His “Healing from the Land” course did eventually come to fruition: He taught alongside local elders and traditional knowledge holders, and classes often started by piling into a bus and heading straight into nature.
The course was popular, and more than half of the students present were Indigenous. Day one was trees and forests, then rivers, then lakes and water, then earth and plants, and finally, hills and mountains on the fifth day.
“They learn things like how nature can be grounding, connecting…how it can be calming, how nature can provide perspective and guidance, and be empowering,” says McCormick.
To explain its success, the psychologist considers a theory put forth in 1946 by Jewish psychiatrist Viktor Frankl, a Holocaust survivor. “He said that individuals and cultures can survive if they have a strong reason for living,” says McCormick, noting reasons such as spirituality, work, relationships and contributing to one’s culture or community. “The process of colonization for Indigenous people was to separate us from those sources of meaning.”
When McCormick was researching suicide, for example, many of his participants (who had been suicidal in the past) expressed a desire to reconnect to their cultures and communities. “Five out of the 25 interviewed mentioned getting an Indian name, a traditional name,” McCormick says. So he explored naming ceremonies on the west coast of B.C.: Often, part of the tradition is having the community present to hear the family describe those who have had that name in the past, what the name means, and the teachings and responsibilities that come with it.

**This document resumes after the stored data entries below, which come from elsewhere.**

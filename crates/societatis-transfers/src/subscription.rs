//! One subscribed account: its transfer index plus observers.

use crate::container::{RepairReport, TransfersContainer};
use crate::error::{SyncErrorKind, TransfersError};
use crate::observer::{ObserverList, TransfersObserver};
use crate::records::{RelevantOutput, TransactionBlockInfo};
use crate::transaction::TransactionReader;
use serde::{Deserialize, Serialize};
use societatis_types::{AccountKeys, AccountPublicAddress, Currency, Hash};
use std::collections::HashSet;
use std::sync::{Arc, Mutex, MutexGuard, PoisonError};

/// Point in the chain where scanning for an account begins.
#[derive(Debug, Clone, Copy, Default, PartialEq, Eq, Serialize, Deserialize)]
#[serde(rename_all = "camelCase")]
pub struct SynchronizationStart {
    pub timestamp: u64,
    pub height: u32,
}

#[derive(Debug, Clone, Serialize, Deserialize)]
#[serde(rename_all = "camelCase")]
pub struct AccountSubscription {
    pub keys: AccountKeys,
    pub sync_start: SynchronizationStart,
    pub transaction_spendable_age: u32,
    pub safe_transaction_spendable_age: u32,
}

impl AccountSubscription {
    /// Subscription with the currency's default spendable ages.
    pub fn new(keys: AccountKeys, sync_start: SynchronizationStart, currency: &Currency) -> Self {
        Self {
            keys,
            sync_start,
            transaction_spendable_age: currency.transaction_spendable_age,
            safe_transaction_spendable_age: currency.safe_transaction_spendable_age,
        }
    }
}

pub struct TransfersSubscription {
    subscription: AccountSubscription,
    container: TransfersContainer,
    observers: ObserverList<dyn TransfersObserver>,
    /// Hashes reported through `on_transaction_updated` and not yet deleted.
    /// Held across every index mutation and its announcement, so observers
    /// of this account must not mutate it from a callback.
    announced: Mutex<HashSet<Hash>>,
}

impl TransfersSubscription {
    pub fn new(currency: Arc<Currency>, subscription: AccountSubscription) -> Self {
        let container = TransfersContainer::new(
            currency,
            subscription.transaction_spendable_age,
            subscription.safe_transaction_spendable_age,
        );
        Self {
            subscription,
            container,
            observers: ObserverList::new(),
            announced: Mutex::new(HashSet::new()),
        }
    }

    pub fn address(&self) -> AccountPublicAddress {
        self.subscription.keys.address
    }

    pub fn keys(&self) -> &AccountKeys {
        &self.subscription.keys
    }

    pub fn sync_start(&self) -> SynchronizationStart {
        self.subscription.sync_start
    }

    pub fn container(&self) -> &TransfersContainer {
        &self.container
    }

    pub fn add_observer(&self, observer: Arc<dyn TransfersObserver>) -> bool {
        self.observers.add(observer)
    }

    pub fn remove_observer(&self, observer: &Arc<dyn TransfersObserver>) -> bool {
        self.observers.remove(observer)
    }

    fn announced(&self) -> MutexGuard<'_, HashSet<Hash>> {
        self.announced.lock().unwrap_or_else(PoisonError::into_inner)
    }

    fn notify_updated(&self, announced: &mut HashSet<Hash>, hash: &Hash) {
        announced.insert(*hash);
        let address = self.address();
        self.observers
            .notify(|o| o.on_transaction_updated(&address, hash));
    }

    fn notify_deleted(&self, announced: &mut HashSet<Hash>, hash: &Hash) {
        if !announced.remove(hash) {
            return;
        }
        let address = self.address();
        self.observers
            .notify(|o| o.on_transaction_deleted(&address, hash));
    }

    pub(crate) fn report_error(&self, height: u32, error: SyncErrorKind) {
        let address = self.address();
        self.observers.notify(|o| o.on_error(&address, height, error));
    }

    // ─── Chain events ───────────────────────────────────────────────────────

    /// Confirmed blocks below the subscription's start height are ignored.
    pub(crate) fn submit_transaction<R: TransactionReader + ?Sized>(
        &self,
        block: &TransactionBlockInfo,
        tx: &R,
        outputs: &[RelevantOutput],
    ) -> Result<bool, TransfersError> {
        if block.is_confirmed() && block.height < self.subscription.sync_start.height {
            log::debug!(
                "skipping transaction {} below sync start {}",
                tx.hash(),
                self.subscription.sync_start.height
            );
            return Ok(false);
        }
        let mut announced = self.announced();
        let changed = self.container.submit_transaction(block, tx, outputs)?;
        if changed {
            self.notify_updated(&mut announced, &tx.hash());
        }
        Ok(changed)
    }

    pub(crate) fn confirm_transaction(
        &self,
        block: &TransactionBlockInfo,
        hash: &Hash,
        global_indices: &[u32],
    ) -> Result<bool, TransfersError> {
        let mut announced = self.announced();
        let changed = self.container.confirm_transaction(block, hash, global_indices)?;
        if changed {
            self.notify_updated(&mut announced, hash);
        }
        Ok(changed)
    }

    pub(crate) fn delete_unconfirmed_transaction(&self, hash: &Hash) -> bool {
        let mut announced = self.announced();
        let deleted = self.container.delete_unconfirmed_transaction(hash);
        if deleted {
            self.notify_deleted(&mut announced, hash);
        }
        deleted
    }

    /// Roll the index back and announce each removed hash, bracketed by
    /// `begin` and `end`, before any other mutation of this account runs.
    pub(crate) fn rollback<B, E>(&self, height: u32, begin: B, end: E) -> Vec<Hash>
    where
        B: Fn(&Hash),
        E: Fn(&Hash),
    {
        let mut announced = self.announced();
        let removed = self.container.rollback(height);
        for hash in &removed {
            begin(hash);
            self.notify_deleted(&mut announced, hash);
            end(hash);
        }
        removed
    }

    pub fn mark_transaction_safe(&self, hash: &Hash) -> bool {
        self.container.mark_transaction_safe(hash)
    }

    /// Restore the index. Every restored transaction counts as announced.
    pub(crate) fn load_bytes(&self, data: &[u8]) -> Result<RepairReport, TransfersError> {
        let mut announced = self.announced();
        let result = self.container.load_bytes(data);
        announced.clear();
        if result.is_ok() {
            announced.extend(
                self.container
                    .transactions()
                    .into_iter()
                    .map(|tx| tx.transaction_hash),
            );
        }
        result
    }
}

impl std::fmt::Debug for TransfersSubscription {
    fn fmt(&self, f: &mut std::fmt::Formatter<'_>) -> std::fmt::Result {
        f.debug_struct("TransfersSubscription")
            .field("address", &self.subscription.keys.address)
            .field("sync_start", &self.subscription.sync_start)
            .field("container", &self.container)
            .finish()
    }
}

#[cfg(test)]
mod tests {
    use super::*;
    use crate::transaction::Transaction;
    use societatis_types::{KeyImage, Network, PublicKey, SecretKey};

    #[derive(Default)]
    struct Recorder {
        events: Mutex<Vec<(&'static str, Hash)>>,
    }

    impl TransfersObserver for Recorder {
        fn on_transaction_updated(&self, _address: &AccountPublicAddress, hash: &Hash) {
            self.events.lock().unwrap().push(("updated", *hash));
        }

        fn on_transaction_deleted(&self, _address: &AccountPublicAddress, hash: &Hash) {
            self.events.lock().unwrap().push(("deleted", *hash));
        }
    }

    fn subscription(start_height: u32) -> TransfersSubscription {
        let currency = Currency::for_network(Network::Testnet);
        let keys = AccountKeys::tracking(
            AccountPublicAddress::new(PublicKey::new([1; 32]), PublicKey::new([2; 32])),
            SecretKey::new([3; 32]),
        );
        let sub = AccountSubscription::new(
            keys,
            SynchronizationStart {
                timestamp: 0,
                height: start_height,
            },
            &currency,
        );
        TransfersSubscription::new(Arc::new(currency), sub)
    }

    fn payment(n: u8) -> (Transaction, Vec<RelevantOutput>) {
        let tx = Transaction::new(Hash::new([n; 32]), PublicKey::NULL)
            .with_key_output(10, PublicKey::new([n; 32]));
        let outs = vec![RelevantOutput::key(10, 0, PublicKey::new([n; 32]), KeyImage::new([n; 32]))];
        (tx, outs)
    }

    #[test]
    fn test_ages_from_currency() {
        let sub = subscription(0);
        assert_eq!(sub.container().transaction_spendable_age(), 1);
        assert_eq!(sub.container().safe_transaction_spendable_age(), 4);
    }

    #[test]
    fn test_blocks_before_start_skipped() {
        let sub = subscription(100);
        let (tx, outs) = payment(1);
        let outs: Vec<_> = outs.into_iter().map(|o| o.with_global_index(0)).collect();
        assert!(!sub
            .submit_transaction(&TransactionBlockInfo::new(99, 0, 0), &tx, &outs)
            .unwrap());
        assert!(sub
            .submit_transaction(&TransactionBlockInfo::new(100, 0, 0), &tx, &outs)
            .unwrap());
    }

    #[test]
    fn test_delete_only_after_update() {
        let sub = subscription(0);
        let recorder = Arc::new(Recorder::default());
        sub.add_observer(recorder.clone());

        let (tx, outs) = payment(1);
        sub.submit_transaction(&TransactionBlockInfo::unconfirmed(), &tx, &outs)
            .unwrap();
        assert!(sub.delete_unconfirmed_transaction(&tx.hash));
        assert!(!sub.delete_unconfirmed_transaction(&tx.hash));
        // Never announced, so its rollback is silent.
        let (tx2, outs2) = payment(2);
        let outs2: Vec<_> = outs2.into_iter().map(|o| o.with_global_index(0)).collect();
        sub.container()
            .submit_transaction(&TransactionBlockInfo::new(5, 0, 0), &tx2, &outs2)
            .unwrap();
        assert_eq!(sub.rollback(5, |_| {}, |_| {}), vec![tx2.hash]);

        let events = recorder.events.lock().unwrap().clone();
        assert_eq!(events, vec![("updated", tx.hash), ("deleted", tx.hash)]);
    }

    #[test]
    fn test_loaded_transactions_count_as_announced() {
        let source = subscription(0);
        let (tx, outs) = payment(1);
        source
            .submit_transaction(&TransactionBlockInfo::unconfirmed(), &tx, &outs)
            .unwrap();

        let sub = subscription(0);
        let recorder = Arc::new(Recorder::default());
        sub.add_observer(recorder.clone());
        sub.load_bytes(&source.container().to_bytes()).unwrap();
        assert!(sub.delete_unconfirmed_transaction(&tx.hash));
        assert_eq!(
            recorder.events.lock().unwrap().clone(),
            vec![("deleted", tx.hash)]
        );
    }
}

In many communities, such names mark different stages in a person’s life. But treatment centres where such ceremonies are possible are rare, and McCormick says they often aren’t equipped to help participants reintegrate with their everyday lives and community afterward—which is of utmost importance to the naming ceremony. Further exploration of these ideas has been difficult, given both the lack of resources and general discomfort with integrating spirituality into the existing mental health framework.
It’s clear there’s a long way to go to make mental health care more relevant and accessible. The barriers are many, from Eurocentric curricula and teaching methods, to the social determinants of health that make racialized people more likely to experience mental distress, to the financial barriers that make it difficult for many people to access treatment at all.
Ahmad shares the hope that more people will come forward who are willing to think creatively and push the boundaries of what’s possible. “The culture is not as supportive as it needs to be,” she says. “It’s changing pretty rapidly at certain levels, but whether it permeates at all levels, we have yet to see.”
Clearly, a one-size-fits-all mode of therapy too often fails communities who need help the most—in worst-case scenarios, its oversights can be catastrophic. Openness and evolution are needed to give medicine its best chance at doing what it was created for: healing people.